よく知っているようで知らない和楽器、小鼓。
実際に能舞台で囃子方としても活躍し、さらには「町家de鼓」という教室を京都で開いておられる古田知英先生にお話をうかがいました。
Q. 古田先生が、京都で小鼓を始められたきっかけは何ですか?
父が小鼓をやっていることもあって、幼い頃から地元、福岡の幸流の家元の下で習い始めました。小鼓には、子供用はないんです。だから大人が使用する通常の小鼓を、サイズがあわないながらも周囲の大人に支えてもらいながら練習していましたね。
習いはじめは、「やらされている」感はありました。でも、やっていく中で次第に面白くなってきて…大学卒業というときに就職ではなく、小鼓の道を選んだんです。
26歳のとき、能楽協会の神戸支部に呼ばれて、京都で曽和先生の内弟子になりました。

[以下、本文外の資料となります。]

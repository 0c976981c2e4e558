//! Per-node state shared by every node type.
//!
//! [`NodeCore`] carries the node's identity, its execution status, its
//! display status and its [`TickEngine`]. Status and display status live in
//! separate `watch` channels, so each field is synchronized on its own and
//! observers can await transitions instead of polling.

use tokio::sync::watch;

use crate::status::{NodeKind, Status};
use crate::tick_engine::TickEngine;

#[derive(Debug)]
pub struct NodeCore {
    name: String,
    kind: NodeKind,
    status: watch::Sender<Status>,
    display_status: watch::Sender<Status>,
    engine: TickEngine,
}

impl NodeCore {
    /// Only concrete node types build a core, which keeps `kind` consistent
    /// with the node's behavior.
    pub(crate) fn new(name: impl Into<String>, kind: NodeKind) -> Self {
        let (status, _) = watch::channel(Status::Idle);
        let (display_status, _) = watch::channel(Status::Idle);
        Self {
            name: name.into(),
            kind,
            status,
            display_status,
            engine: TickEngine::new(),
        }
    }

    pub fn name(&self) -> &str {
        &self.name
    }

    pub fn kind(&self) -> NodeKind {
        self.kind
    }

    pub fn status(&self) -> Status {
        *self.status.borrow()
    }

    /// Updates the execution status.
    ///
    /// Any value other than `Idle` is mirrored into the display status;
    /// going back to `Idle` leaves the display status untouched.
    pub fn set_status(&self, status: Status) {
        if status != Status::Idle {
            self.set_display_status(status);
        }
        self.status.send_replace(status);
    }

    pub fn display_status(&self) -> Status {
        *self.display_status.borrow()
    }

    pub fn set_display_status(&self, status: Status) {
        self.display_status.send_replace(status);
    }

    /// Returns a receiver that observes every subsequent status change.
    pub fn subscribe_status(&self) -> watch::Receiver<Status> {
        self.status.subscribe()
    }

    pub fn subscribe_display_status(&self) -> watch::Receiver<Status> {
        self.display_status.subscribe()
    }

    pub fn is_halted(&self) -> bool {
        self.status() == Status::Halted
    }

    pub fn engine(&self) -> &TickEngine {
        &self.engine
    }
}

その曽和先生と町家庵のアレックス・カー氏とが知り合いだったこともあって、私も彼と顔を合わせるようになったんです。
一昨年に、彼から「町家で小鼓を教えてみませんか」と誘われて。自分もまだまだ修行中の身であるから、と躊躇しました。でも「伝える、教えるということも修行の一つだ」と思いなおして、「町家de鼓」の教室を始めることにしたんです。
Q.実際の反響はどうですか?
最初は、生徒さん一人からのスタートでした。和楽器に興味をもっていても、やはり日本の伝統芸能なんだから敷居が高いというイメージがあったり、どこで習えるのかということが分からない方が多いようで、雑誌や新聞で取り上げていただくようになって、だんだん生徒さんも増えてきました。今では、日本各地、たとえば東京から来られる方もいます。
やっぱり日本の伝統文化の息づく京都で、伝統芸能が習える。それが魅力なんでしょうね。もし「神戸de小鼓」だったら、ここまで人は集まらなかったと思いますよ。
また、年に一回、生徒さんの発表会として舞台で打ってもらうのですが、能の舞台は生モノなので、普段感じられない緊張が味わえます。それがあるから、もっと続けていこうという気になられるようです。
Q.小鼓の魅力とは何ですか?
実際やってみられるとわかると思いますが、一見簡単なようでとても難しい楽器なのです。それが小鼓の奥深さであり、魅力でもあると思います。
まず、調べ紐をきつく握ったり、反対に弛めたりすることで高音、低音を出し分けることができます。
また、普通の打楽器とは違い、湿気を好む性質があります。日本の風土に適した楽器ともいえますね。ただ、舞台で演奏するときには空調のせいで、乾燥しているので、皮に息を吹きかけて微妙に調整したりもします。単純に、「打てば鳴るもの」ではない、それが小鼓の奥深さです。
舞台では囃子方が声をかけ合っていますが、あれも適当にやっているわけではなく、ちゃんと譜面で指示があるんですよ。掛け声も同じくBGMの重要な役割をしているのです。